Yunanlılar şifa verici tanrılarla ilişkili olduklarını düşündükleri için yılanları ev hayvanı olarak bulundurmuşlardır. Asası iki yılanla sarılı olan Hermes bunun tipik bir örneğidir. Budizm de aynı yönde görüşü Buda’nın öyküsünde sergiler. Buda, insan başlı bir yılan olan “Naga”ya dönüşür ve bu formdayken hastalık ya da kıtlıktan zarar gören insanlara yardım eder. Deri değiştirmesi yeniden doğum olarak kabul edilir.


Eski Mısır inancına göre, Nil nehrinin kaynağı olan iki mağarada “Agathodameon” adlı bir yılan yaşar.

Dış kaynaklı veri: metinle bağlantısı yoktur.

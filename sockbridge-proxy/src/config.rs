use std::time::Duration;

use serde::{Deserialize, Serialize};

use crate::socks::HANDSHAKE_TIMEOUT;

#[derive(Debug, Clone, Serialize, Deserialize, PartialEq, Eq)]
pub struct ProxyConfig {
    pub listen: ListenConfig,
    pub socks: SocksConfig,
}

#[derive(Debug, Clone, Serialize, Deserialize, PartialEq, Eq)]
pub struct ListenConfig {
    pub host: String,
    pub port: u16,
}

#[derive(Debug, Clone, Serialize, Deserialize, PartialEq, Eq)]
pub struct SocksConfig {
    pub host: String,
    pub port: u16,
    /// Inactivity bound on each wait for SOCKS reply bytes.
    pub timeout_secs: u64,
}

impl SocksConfig {
    pub fn timeout(&self) -> Duration {
        Duration::from_secs(self.timeout_secs)
    }
}

impl Default for ProxyConfig {
    fn default() -> Self {
        Self {
            listen: ListenConfig {
                host: "127.0.0.1".to_string(),
                port: 8118,
            },
            socks: SocksConfig {
                host: "127.0.0.1".to_string(),
                port: 1080,
                timeout_secs: HANDSHAKE_TIMEOUT.as_secs(),
            },
        }
    }
}
#[derive(Debug, Clone, PartialEq, Eq)]
pub enum SocksAddress {
    IpV4([u8; 4]),
    Domain(String),
}

#[derive(Debug, Clone, Copy, PartialEq, Eq)]
pub enum SocksReply {
    Granted,
    Rejected,
    NoIdentd,
    IdentdMismatch,
    Other(u8),
}

impl SocksReply {
    pub fn from_code(code: u8) -> Self {
        match code {
            0x5a => SocksReply::Granted,
            0x5b => SocksReply::Rejected,
            0x5c => SocksReply::NoIdentd,
            0x5d => SocksReply::IdentdMismatch,
            other => SocksReply::Other(other),
        }
    }

    pub fn code(&self) -> u8 {
        match self {
            SocksReply::Granted => 0x5a,
            SocksReply::Rejected => 0x5b,
            SocksReply::NoIdentd => 0x5c,
            SocksReply::IdentdMismatch => 0x5d,
            SocksReply::Other(code) => *code,
        }
    }
}

/// A successfully parsed CONNECT reply: the port and IPv4 address the proxy
/// reports it bound for the tunnel. Informational only.
#[derive(Debug, Clone, PartialEq, Eq)]
pub struct SocksResponse {
    pub port: u16,
    pub address: [u8; 4],
}

impl SocksResponse {
    pub fn address_string(&self) -> String {
        let [a, b, c, d] = self.address;
        format!("{a}.{b}.{c}.{d}")
    }
}

#[derive(Debug, Clone, Copy, PartialEq, Eq)]
pub enum SocksError {
    /// The first reply byte was not the mandatory null byte. This is a
    /// framing violation, not an application-level rejection.
    InvalidNull { found: u8 },
    /// The proxy answered with a non-granted status code.
    Rejected { reply: SocksReply },
    /// More bytes arrived than the fixed 8-byte reply allows.
    Overflow,
}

Mitolojilerde yılan daima devleştirilmiştir. Sümerlerde, Etilerde ve diğer Anadolu uygarlıklarında bir dev yılan öyküsüne rastlanılır. Özellikle Mezopotamya’daki ünlü Gılgamış Destanı’nda yılanın özel bir yeri vardır. Yılan bu destanda, Gılgamış’ın elindeki gençlik ve yaşam veren otu yiyerek gömleğini değiştirme özelliği kazanır. Babil tanrılarından Marduk, devlerle savaşırken yanında çok kez yılanlar bulunur.

Anadolu, İran, Hindistan ve Mezopotamya’yı kapsayan çok geniş bir coğrafyada inanılan Mithra adlı tanrı, arslan başlı bir yılan olup ateşi simgelemektedir. Mithra, resimlerde güneş ile beraber gösterilir. Mitra dininde yılan; hayat bitkisini, hayat ağacını ve iyilik yapıp hastaları iyileştirmesini bilen ilahı simgelemektedir.

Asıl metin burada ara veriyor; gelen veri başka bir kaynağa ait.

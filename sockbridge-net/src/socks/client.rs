use std::net::Ipv4Addr;

use super::types::{SocksAddress, SocksError, SocksReply, SocksResponse};

const VERSION: u8 = 0x04;
const CMD_CONNECT: u8 = 0x01;

/// The SOCKS4a sentinel address 0.0.0.1 signalling "hostname follows".
const INVALID_IP: [u8; 4] = [0x00, 0x00, 0x00, 0x01];

pub const REPLY_LEN: usize = 8;

/// Decide between SOCKS4 and SOCKS4a addressing. A host is sent as raw
/// octets only when it is a dotted-decimal IPv4 literal; anything else is
/// passed through verbatim for the proxy to resolve. No DNS happens here.
pub fn parse_dest_address(host: &str) -> SocksAddress {
    match host.parse::<Ipv4Addr>() {
        Ok(ip) => SocksAddress::IpV4(ip.octets()),
        Err(_) => SocksAddress::Domain(host.to_string()),
    }
}

pub fn build_connect_request(address: &SocksAddress, port: u16) -> Vec<u8> {
    let mut buf = Vec::new();
    buf.push(VERSION);
    buf.push(CMD_CONNECT);
    buf.extend_from_slice(&port.to_be_bytes());

    match address {
        SocksAddress::IpV4(octets) => {
            buf.extend_from_slice(octets);
            buf.push(0x00);
        }
        SocksAddress::Domain(domain) => {
            buf.extend_from_slice(&INVALID_IP);
            buf.push(0x00);
            buf.extend_from_slice(domain.as_bytes());
            buf.push(0x00);
        }
    }

    buf
}

pub fn parse_connect_reply(bytes: &[u8; REPLY_LEN]) -> Result<SocksResponse, SocksError> {
    if bytes[0] != 0x00 {
        return Err(SocksError::InvalidNull { found: bytes[0] });
    }
    if bytes[1] != SocksReply::Granted.code() {
        return Err(SocksError::Rejected {
            reply: SocksReply::from_code(bytes[1]),
        });
    }
    let port = u16::from_be_bytes([bytes[2], bytes[3]]);
    let address = [bytes[4], bytes[5], bytes[6], bytes[7]];
    Ok(SocksResponse { port, address })
}

#[cfg(test)]
mod tests {
    use super::*;

    #[test]
    fn classifies_dotted_decimal_as_ipv4() {
        assert_eq!(
            parse_dest_address("1.2.3.4"),
            SocksAddress::IpV4([1, 2, 3, 4])
        );
    }

    #[test]
    fn classifies_hostname_as_domain() {
        assert_eq!(
            parse_dest_address("foobar.com"),
            SocksAddress::Domain("foobar.com".to_string())
        );
    }

    #[test]
    fn classifies_partial_dotted_as_domain() {
        assert_eq!(
            parse_dest_address("1.2.3"),
            SocksAddress::Domain("1.2.3".to_string())
        );
        assert_eq!(
            parse_dest_address("999.1.1.1"),
            SocksAddress::Domain("999.1.1.1".to_string())
        );
    }

    #[test]
    fn builds_socks4_connect_ipv4() {
        let bytes = build_connect_request(&SocksAddress::IpV4([1, 2, 3, 4]), 443);
        assert_eq!(
            bytes,
            vec![0x04, 0x01, 0x01, 0xbb, 0x01, 0x02, 0x03, 0x04, 0x00]
        );
    }

    #[test]
    fn builds_socks4a_connect_domain() {
        let bytes = build_connect_request(&SocksAddress::Domain("foobar.com".to_string()), 443);
        assert_eq!(
            bytes,
            vec![
                0x04, 0x01, 0x01, 0xbb, 0x00, 0x00, 0x00, 0x01, 0x00, b'f', b'o', b'o', b'b',
                b'a', b'r', b'.', b'c', b'o', b'm', 0x00,
            ]
        );
    }

    #[test]
    fn parses_granted_reply() {
        let response =
            parse_connect_reply(&[0x00, 0x5a, 0x01, 0xbb, 0x01, 0x02, 0x03, 0x04]).unwrap();
        assert_eq!(response.port, 443);
        assert_eq!(response.address_string(), "1.2.3.4");
    }

    #[test]
    fn nonzero_first_byte_is_framing_error() {
        let error =
            parse_connect_reply(&[0x04, 0x5a, 0x00, 0x00, 0x00, 0x00, 0x00, 0x00]).unwrap_err();
        assert_eq!(error, SocksError::InvalidNull { found: 0x04 });
    }

    #[test]
    fn non_granted_status_is_rejection() {
        let error =
            parse_connect_reply(&[0x00, 0x5b, 0x01, 0xbb, 0x01, 0x02, 0x03, 0x04]).unwrap_err();
        assert_eq!(
            error,
            SocksError::Rejected {
                reply: SocksReply::Rejected
            }
        );

        let error =
            parse_connect_reply(&[0x00, 0x5d, 0x00, 0x00, 0x00, 0x00, 0x00, 0x00]).unwrap_err();
        assert_eq!(
            error,
            SocksError::Rejected {
                reply: SocksReply::IdentdMismatch
            }
        );
    }
}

Tanrı Apollon, Delphoi tapınağında yaşayan ve kehanetlerde bulunan toprak ana Gaia’nın oğlu dev piton (python) yılanını, tek kahin kendisi olmak için öldürür. Delphoi’nin eski adı da bu python’un adından gelmekte olup, Delphoi tapınağının kurulduğu kayalıktaki mağarada yaşayan dev piton yılanı, bu içinden dumanlar çıkan mağaranın üstüne kurduğu üç ayaklı sehpa üzerinde oturur. Ayrıca yine tanrı Apollon, bir kral kızıyla birlikte olabilmek için yılana dönüşür. Bu arada Herakles ise “Hydra” adındaki yılan-ejderi ortadan kaldırır.

Hekimlik sanatını daha doğmadan önce tanrı Apollo’dan öğrenen Centaur(at adam) Kheiron’un Akhilleus ve Aesculap adlı çok başarılı iki öğrencisi vardır. Bunlardan Akhilleus, Kheiron’dan öğrendiği hekimlik sanatını ve edindiği ilaç bilgisini Troya savaşında yaralılar üzerinde kullanırken, diğer öğrencisi Aesculap ise bir süre sonra Tıp Tanrısı olacak ve onun adına tapınaklar kurulacaktır. Aesculap bir ölüyü diriltecek denli büyük bir hekimdir. Bu nedenle tanrılar tanrısı Zeus’un hışmına uğrar ve bir yıldırımla yok edilir. Tıp Tanrısı Aesculap, elinde tuttuğu ve üzerine yılan sarılı bir asa ile betimlenir. Bu tabloda yılan; hayatın gücünü, insanları besleyip iyileştiren bitki ve ağaçları yetiştiren toprağı, yeraltını ve yeryüzünü ve sık sık deri değiştirmesi nedeniyle gençliği, dinçliği ve yaşama gücünü simgeler. Bu nedenlerden ötürü bir süre sonra yılan hekimliklerin sembolü haline gelir.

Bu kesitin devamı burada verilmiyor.